Beaucoup de choses ont été dites sur ce film. Grand film pour certains, petit western méprisable pour d'autres, Le Train sifflera trois fois aura néanmoins réussi à traverser les décennies et à devenir une œuvre de référence. Pourquoi ? Un petit rappel des faits semble nécessaire.
Habituellement, les westerns finissent avec le héros chevauchant vers le soleil couchant avec sa belle à ses côtés. Un héros sans peur, parcourant les grands espaces à la recherche de la justice. C'est à peu près l'archétype des cow-boys de l'époque. Mais voilà qu'un jour, un petit scénariste immigré juif ayant été contraint de fuir le nazisme et la délation arrive en ville avec un scénario à adapter. Un Western justement, style de films le plus en vogue dans son pays d'adoption. Étranger à cette culture américaine peuplée de mâles alpha, il commence son histoire là où les autres se terminent. Le héros est vieillissant et se décide enfin à épouser sa belle pour vivre une retraite bien méritée. C'est alors que les ennuis commencent (et pas à cause du mariage).

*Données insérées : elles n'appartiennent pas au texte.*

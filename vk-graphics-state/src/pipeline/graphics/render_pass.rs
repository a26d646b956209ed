// Copyright (c) 2026 The vulkano developers
// Licensed under the Apache License, Version 2.0
// <LICENSE-APACHE or
// https://www.apache.org/licenses/LICENSE-2.0> or the MIT
// license <LICENSE-MIT or https://opensource.org/licenses/MIT>,
// at your option. All files in the project carrying such
// notice may not be copied, modified, or distributed except
// according to those terms.

//! The attachments that a graphics pipeline renders into.
//!
//! With a render pass object, the driver knows everything about the attachments and hands over a
//! ready-made [`RenderPassState`]. With dynamic rendering, the formats come from
//! `VkPipelineRenderingCreateInfo` instead, but only the pipeline (or library) that provides the
//! fragment output interface is allowed to look at them. Other libraries only get the view mask,
//! and produce an *incomplete* state that is completed when the libraries are linked.

use crate::{
    chain::{rendering_create_info, sample_count_info, slice_from_raw},
    image::{ImageAspects, SampleCount},
    pipeline::GraphicsPipelineLibraryFlags,
    MAX_COLOR_ATTACHMENTS,
};
use ash::vk;

/// The render pass or dynamic rendering information of a graphics pipeline.
#[derive(Clone, Copy, Debug, PartialEq, Eq, Hash)]
pub struct RenderPassState {
    /// The aspects of all attachments together, or `None` if they aren't known yet.
    ///
    /// The default value is `Some(ImageAspects::empty())`.
    pub attachment_aspects: Option<ImageAspects>,

    /// The views that are rendered to, when multiview is used.
    ///
    /// The default value is `0`.
    pub view_mask: u32,

    /// The number of color attachments.
    ///
    /// The default value is `0`.
    pub color_attachment_count: u32,

    /// The format of each color attachment, or `vk::Format::UNDEFINED` if it is unused.
    pub color_attachment_formats: [vk::Format; MAX_COLOR_ATTACHMENTS],

    /// The format of the depth attachment, or `vk::Format::UNDEFINED` if there is none.
    pub depth_attachment_format: vk::Format,

    /// The format of the stencil attachment, or `vk::Format::UNDEFINED` if there is none.
    pub stencil_attachment_format: vk::Format,

    /// The sample count of each color attachment, when it differs from the rasterization sample
    /// count.
    ///
    /// The default value is [`SampleCount::Sample1`] for every attachment.
    pub color_attachment_samples: [SampleCount; MAX_COLOR_ATTACHMENTS],

    /// The sample count of the depth/stencil attachment.
    ///
    /// The default value is [`SampleCount::Sample1`].
    pub depth_stencil_attachment_samples: SampleCount,
}

impl Default for RenderPassState {
    #[inline]
    fn default() -> Self {
        Self::new()
    }
}

impl RenderPassState {
    /// Returns a complete `RenderPassState` with no attachments.
    #[inline]
    pub const fn new() -> Self {
        Self {
            attachment_aspects: Some(ImageAspects::empty()),
            view_mask: 0,
            color_attachment_count: 0,
            color_attachment_formats: [vk::Format::UNDEFINED; MAX_COLOR_ATTACHMENTS],
            depth_attachment_format: vk::Format::UNDEFINED,
            stencil_attachment_format: vk::Format::UNDEFINED,
            color_attachment_samples: [SampleCount::Sample1; MAX_COLOR_ATTACHMENTS],
            depth_stencil_attachment_samples: SampleCount::Sample1,
        }
    }

    /// Returns an incomplete `RenderPassState`, which only knows the view mask.
    #[inline]
    pub const fn incomplete(view_mask: u32) -> Self {
        Self {
            attachment_aspects: None,
            view_mask,
            ..Self::new()
        }
    }

    /// Returns whether the attachment information is known.
    #[inline]
    pub const fn is_complete(&self) -> bool {
        self.attachment_aspects.is_some()
    }

    /// Returns whether the state is complete and has at least one color attachment.
    #[inline]
    pub fn has_color(&self) -> bool {
        self.has_aspects(ImageAspects::COLOR)
    }

    /// Returns whether the state is complete and has a depth attachment.
    #[inline]
    pub fn has_depth(&self) -> bool {
        self.has_aspects(ImageAspects::DEPTH)
    }

    /// Returns whether the state is complete and has a stencil attachment.
    #[inline]
    pub fn has_stencil(&self) -> bool {
        self.has_aspects(ImageAspects::STENCIL)
    }

    fn has_aspects(&self, aspects: ImageAspects) -> bool {
        self.attachment_aspects
            .is_some_and(|present| present.intersects(aspects))
    }

    /// Builds the state for a pipeline, or pipeline library, that provides `lib`.
    ///
    /// - If `old` is complete, it is returned unchanged.
    /// - If `info` has a render pass object, `driver_rp` is its state and is returned unchanged.
    /// - Otherwise, the state is read from `VkPipelineRenderingCreateInfo`. Without the fragment
    ///   output interface, only the view mask is read and the result is incomplete.
    ///
    /// # Safety
    ///
    /// - `info` must be a valid `VkGraphicsPipelineCreateInfo`, including its `pNext` chain.
    ///
    /// # Panics
    ///
    /// - Panics if there are more than [`MAX_COLOR_ATTACHMENTS`] color attachments.
    /// - Panics if `VkAttachmentSampleCountInfoAMD` doesn't describe every color attachment.
    pub unsafe fn from_vk(
        old: Option<&RenderPassState>,
        driver_rp: Option<&RenderPassState>,
        info: &vk::GraphicsPipelineCreateInfo<'_>,
        lib: GraphicsPipelineLibraryFlags,
    ) -> Self {
        if let Some(old) = old.filter(|old| old.is_complete()) {
            return *old;
        }

        let has_render_pass = info.render_pass != vk::RenderPass::null();

        if has_render_pass {
            if let Some(driver_rp) = driver_rp {
                return *driver_rp;
            }
        }

        let mut state = Self::new();

        let Some(rendering_info) = (unsafe { rendering_create_info(info) }) else {
            return state;
        };

        state.view_mask = rendering_info.view_mask;

        if !has_render_pass && !lib.intersects(GraphicsPipelineLibraryFlags::FRAGMENT_OUTPUT_INTERFACE)
        {
            return Self::incomplete(rendering_info.view_mask);
        }

        assert!(rendering_info.color_attachment_count as usize <= MAX_COLOR_ATTACHMENTS);

        let mut aspects = ImageAspects::empty();
        let color_formats = unsafe {
            slice_from_raw(
                rendering_info.p_color_attachment_formats,
                rendering_info.color_attachment_count,
            )
        };

        state.color_attachment_count = rendering_info.color_attachment_count;

        for (dst, &format) in state.color_attachment_formats.iter_mut().zip(color_formats) {
            *dst = format;

            if format != vk::Format::UNDEFINED {
                aspects |= ImageAspects::COLOR;
            }
        }

        state.depth_attachment_format = rendering_info.depth_attachment_format;

        if rendering_info.depth_attachment_format != vk::Format::UNDEFINED {
            aspects |= ImageAspects::DEPTH;
        }

        state.stencil_attachment_format = rendering_info.stencil_attachment_format;

        if rendering_info.stencil_attachment_format != vk::Format::UNDEFINED {
            aspects |= ImageAspects::STENCIL;
        }

        state.attachment_aspects = Some(aspects);

        if let Some(samples_info) = unsafe { sample_count_info(info) } {
            assert_eq!(
                samples_info.color_attachment_count, state.color_attachment_count,
                "the attachment sample count info doesn't describe every color attachment",
            );

            let color_samples = unsafe {
                slice_from_raw(
                    samples_info.p_color_attachment_samples,
                    samples_info.color_attachment_count,
                )
            };

            for (dst, &samples) in state.color_attachment_samples.iter_mut().zip(color_samples) {
                *dst = SampleCount::from_vk(samples);
            }

            // Zero means that there is no depth/stencil attachment.
            if !samples_info.depth_stencil_attachment_samples.is_empty() {
                state.depth_stencil_attachment_samples =
                    SampleCount::from_vk(samples_info.depth_stencil_attachment_samples);
            }
        }

        state
    }
}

Pas de bol pour lui, c'est ce jour-là que décide de débarquer par le train de midi la pire crapule qu'il avait arrêtée jadis pour prendre sa revanche avec ses complices. Il est 10h30 et il a 90 minutes pour appeler ses concitoyens en renfort pour faire rebrousser chemin aux criminels. Tic-tac. L'idée de génie du film reste d'avoir monté le film en temps réel où la temporalité du métrage est ponctuée de plans d'horloges rappelant que l'inéluctable se rapproche. Tic-tac.
Pour en arriver là, tout devait tenir dans une préparation storyboardée aux petits oignons. Avec moins de vingt jours de tournage et un budget au plancher, l'organisation devait être de mise. Réputé pour être un metteur en scène méticuleux, Fred Zinnemann n'a pas eu de mal à imposer son film dépouillé pour aller à l'essentiel. Le shérif interprété par Gary Cooper passera son temps à essayer de convaincre ses concitoyens à venir l'aider. Son interprétation toute en nuances, fort en public mais laissant apparaître ses failles et ses craintes dans sa solitude forcée lui vaudront un oscar. Le héros n'est plus infaillible et la ville est remplie de lâches. L'écriture donnera la part belle aux seconds rôles. Les actrices ne sont plus des potiches mais des femmes au caractère bien trempé tandis que les hommes (Lon Chaney et Lloyd Bridges en tête) retournent leur veste aussi vite qu'ils boivent du whisky tiède. Chacun ira de son discours. Une scène dans une église dérive en débat politique, une autre dans un bar sera éloquente de lâcheté et d'opportunisme... Et pendant qu'ils jacassent, le temps s'écoule et notre pauvre shérif est de plus en plus seul. Tic-tac. Le montage du film nous rappelle cette donnée. Les plans d'horloges se font de plus en plus présents et de plus en plus gros. La pendule donne le rythme sur la rencontre inéluctable.
Le Train sifflera trois fois se montrera comme une radioscopie de l'Amérique 50's. Objet de tous les scandales. Le scénariste Carl Foreman victime du maccarthysme ne restera présent que par l'intervention de Cooper. A l'instar de son personnage, celui-ci restera exemplaire devant comme derrière la caméra, menaçant de quitter le projet si Foreman est évincé. Dans ce contexte, les avant-premières seront désastreuses. John Wayne héros national taxera le film d'anti-américain, Howard Hawks dira avoir réalisé Rio Bravo pour faire oublier l'affront de ce film envers la nation. L'Amérique ne voudra pas se refléter dans ce miroir qu'il considère comme déformé. Le parallèle entre la fiction et la réalité est effrayant et toutes les vérités ne semblent pas bonnes à dire.
Néanmoins, contre toute attente, le film sera un triomphe. La chanson du film « Do Not Forsake Me, Oh My Darlin » un carton. Avec quatre oscars à la clé, les mauvaises langues s'inclinent. La politique a perdu ; le peuple a parlé. Le film se regarde aujourd'hui comme un pamphlet toujours d'actualité. Décidément, ce train-là n'a pas fini de siffler.
« Classique parmi les classiques du western, Le Train sifflera trois fois aurait pu avoir usurpé sa place, ou en tout cas être prisonnier d'un écrin glacé. Drame éthique au cœur du décor viril de l'ouest, drame puissant sur la solitude du courage et suspens conçu avec une tension mathématique, l'essai de Fred Zinnemann est indémodable. » N.B-D.